The number of lines holding the string "names" is all that is wanted; count them in the records below.
::: Records for the exercise
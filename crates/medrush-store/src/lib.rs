//! # medrush-store
//!
//! In-memory document store for MedRush users, patients, prescriptions, and
//! prescription images.
//!
//! ## Usage
//!
//! ```rust,ignore
//! use medrush_store::InMemoryStore;
//! use medrush_core::traits::PatientStore;
//!
//! let store = InMemoryStore::new();
//! let patient_id = store.get_or_create_patient("9988776655")?;
//! let image = store.upload_image(&patient_id, &jpeg_bytes)?;
//! store.store_prescription(&patient_id, &medicines, Some(&image))?;
//! ```

pub mod digest;
pub mod memory;

pub use digest::{image_digest, image_ref};
pub use memory::InMemoryStore;

// ── Tests ─────────────────────────────────────────────────────────────────────

#[cfg(test)]
mod tests {
    use std::thread;

    use medrush_contracts::{
        error::MedRushError,
        medicine::{MedicineRecord, MedicineStatus},
        role::Role,
        user::{Patient, UserProfile},
    };
    use medrush_core::traits::PatientStore;

    use crate::InMemoryStore;

    fn meds(names: &[&str]) -> Vec<MedicineRecord> {
        names
            .iter()
            .map(|n| MedicineRecord::new(*n, "10mg", "Daily", "morning"))
            .collect()
    }

    fn nurse(uid: &str, hospital: Option<&str>) -> UserProfile {
        UserProfile {
            uid: uid.to_string(),
            name: "Sister Mary".to_string(),
            phone: "9000000001".to_string(),
            role: Role::Nurse,
            hospital_name: hospital.map(str::to_string),
        }
    }

    // ── Users ─────────────────────────────────────────────────────────────────

    #[test]
    fn upsert_merges_and_keeps_hospital() {
        let store = InMemoryStore::new();
        store.upsert_user(&nurse("n1", Some("City Hospital"))).unwrap();

        let mut renamed = nurse("n1", None);
        renamed.name = "Mary".to_string();
        store.upsert_user(&renamed).unwrap();

        let user = store.user("n1").unwrap();
        assert_eq!(user.name, "Mary");
        assert_eq!(user.hospital_name.as_deref(), Some("City Hospital"));
    }

    #[test]
    fn unknown_user_is_not_found() {
        let err = InMemoryStore::new().user("ghost").unwrap_err();
        assert!(matches!(err, MedRushError::NotFound { ref kind, .. } if kind == "user"));
    }

    // ── Patients and links ────────────────────────────────────────────────────

    #[test]
    fn get_or_create_is_keyed_by_phone() {
        let store = InMemoryStore::new();
        let a = store.get_or_create_patient("9988776655").unwrap();
        let b = store.get_or_create_patient("9988776655").unwrap();
        let c = store.get_or_create_patient("1112223334").unwrap();

        assert_eq!(a, b);
        assert_ne!(a, c);
        let patient = store.patient(&a).unwrap();
        assert_eq!(patient.name, Patient::DEFAULT_NAME);
        assert!(!patient.has_caretaker);
    }

    #[test]
    fn caretaker_link_is_idempotent() {
        let store = InMemoryStore::new();
        let pid = store.get_or_create_patient("1").unwrap();

        store.link_caretaker(&pid, "c1", Some("Father")).unwrap();
        store.link_caretaker(&pid, "c1", Some("Father")).unwrap();
        store.link_caretaker(&pid, "c2", None).unwrap();

        let patient = store.patient(&pid).unwrap();
        assert_eq!(patient.caretaker_ids, vec!["c1", "c2"]);
        assert_eq!(patient.relation.as_deref(), Some("Father"));
        assert!(patient.has_caretaker);
        assert_eq!(store.patients_for_caretaker("c1").unwrap().len(), 1);
    }

    #[test]
    fn unlinking_last_caretaker_clears_flag() {
        let store = InMemoryStore::new();
        let pid = store.get_or_create_patient("1").unwrap();
        store.link_caretaker(&pid, "c1", None).unwrap();
        store.unlink_caretaker(&pid, "c1").unwrap();

        assert!(!store.patient(&pid).unwrap().has_caretaker);
        assert!(store.patients_for_caretaker("c1").unwrap().is_empty());
    }

    #[test]
    fn nurse_roster_lists_only_linked_patients() {
        let store = InMemoryStore::new();
        let p1 = store.get_or_create_patient("1").unwrap();
        let p2 = store.get_or_create_patient("2").unwrap();
        store.link_nurse(&p1, "n1").unwrap();
        store.link_nurse(&p1, "n1").unwrap();
        store.link_nurse(&p2, "n2").unwrap();

        let roster = store.patients_for_nurse("n1").unwrap();
        assert_eq!(roster.len(), 1);
        assert_eq!(roster[0].id, p1);
        assert_eq!(roster[0].nurse_ids, vec!["n1"]);
    }

    #[test]
    fn link_to_unknown_patient_is_not_found() {
        let err = InMemoryStore::new().link_nurse("missing", "n1").unwrap_err();
        assert!(matches!(err, MedRushError::NotFound { .. }));
    }

    #[test]
    fn remove_patient_drops_history_and_images() {
        let store = InMemoryStore::new();
        let pid = store.get_or_create_patient("1").unwrap();
        let image = store.upload_image(&pid, b"jpeg").unwrap();
        store.store_prescription(&pid, &meds(&["A"]), Some(&image)).unwrap();

        store.remove_patient(&pid).unwrap();

        assert!(store.patient(&pid).is_err());
        assert!(store.image(&image).is_err());
        assert!(store.remove_patient(&pid).is_err());
    }

    // ── Prescriptions ─────────────────────────────────────────────────────────

    #[test]
    fn history_is_newest_first_and_current_list_replaced() {
        let store = InMemoryStore::new();
        let pid = store.get_or_create_patient("1").unwrap();

        let first = store.store_prescription(&pid, &meds(&["A", "B"]), None).unwrap();
        let second = store.store_prescription(&pid, &meds(&["C"]), None).unwrap();
        assert!(second.sequence > first.sequence);

        let history = store.patient_prescriptions(&pid).unwrap();
        assert_eq!(history.len(), 2);
        assert_eq!(history[0].id, second.id);
        assert_eq!(history[1].id, first.id);

        let current = store.patient(&pid).unwrap().medicines;
        assert_eq!(current.len(), 1);
        assert_eq!(current[0].name, "C");
    }

    #[test]
    fn history_is_per_patient() {
        let store = InMemoryStore::new();
        let p1 = store.get_or_create_patient("1").unwrap();
        let p2 = store.get_or_create_patient("2").unwrap();
        store.store_prescription(&p1, &meds(&["A"]), None).unwrap();
        store.store_prescription(&p2, &meds(&["B"]), None).unwrap();

        let history = store.patient_prescriptions(&p2).unwrap();
        assert_eq!(history.len(), 1);
        assert_eq!(history[0].medicines[0].name, "B");
    }

    #[test]
    fn status_update_touches_only_the_indexed_medicine() {
        let store = InMemoryStore::new();
        let pid = store.get_or_create_patient("1").unwrap();
        store.store_prescription(&pid, &meds(&["A", "B"]), None).unwrap();

        store.update_medicine_status(&pid, 1, MedicineStatus::Taken).unwrap();

        let medicines = store.patient(&pid).unwrap().medicines;
        assert_eq!(medicines[0].status, MedicineStatus::Pending);
        assert_eq!(medicines[1].status, MedicineStatus::Taken);
        assert!(store.update_medicine_status(&pid, 9, MedicineStatus::Missed).is_err());
    }

    #[test]
    fn image_upload_is_content_addressed() {
        let store = InMemoryStore::new();
        let pid = store.get_or_create_patient("1").unwrap();

        let a = store.upload_image(&pid, b"same bytes").unwrap();
        let b = store.upload_image(&pid, b"same bytes").unwrap();
        let c = store.upload_image(&pid, b"other bytes").unwrap();

        assert_eq!(a, b);
        assert_ne!(a, c);
        assert!(a.starts_with(&format!("prescriptions/{pid}/")));
        assert_eq!(store.image(&a).unwrap(), b"same bytes".to_vec());
    }

    #[test]
    fn clones_share_state_across_threads() {
        let store = InMemoryStore::new();
        let pid = store.get_or_create_patient("1").unwrap();

        let handles: Vec<_> = (0..4)
            .map(|i| {
                let store = store.clone();
                let pid = pid.clone();
                thread::spawn(move || {
                    store
                        .store_prescription(&pid, &meds(&[format!("M{i}").as_str()]), None)
                        .unwrap()
                        .sequence
                })
            })
            .collect();
        let mut sequences: Vec<u64> = handles.into_iter().map(|h| h.join().unwrap()).collect();
        sequences.sort();

        assert_eq!(sequences, vec![0, 1, 2, 3]);
        assert_eq!(store.patient_prescriptions(&pid).unwrap().len(), 4);
    }
}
::::::
Solution | 2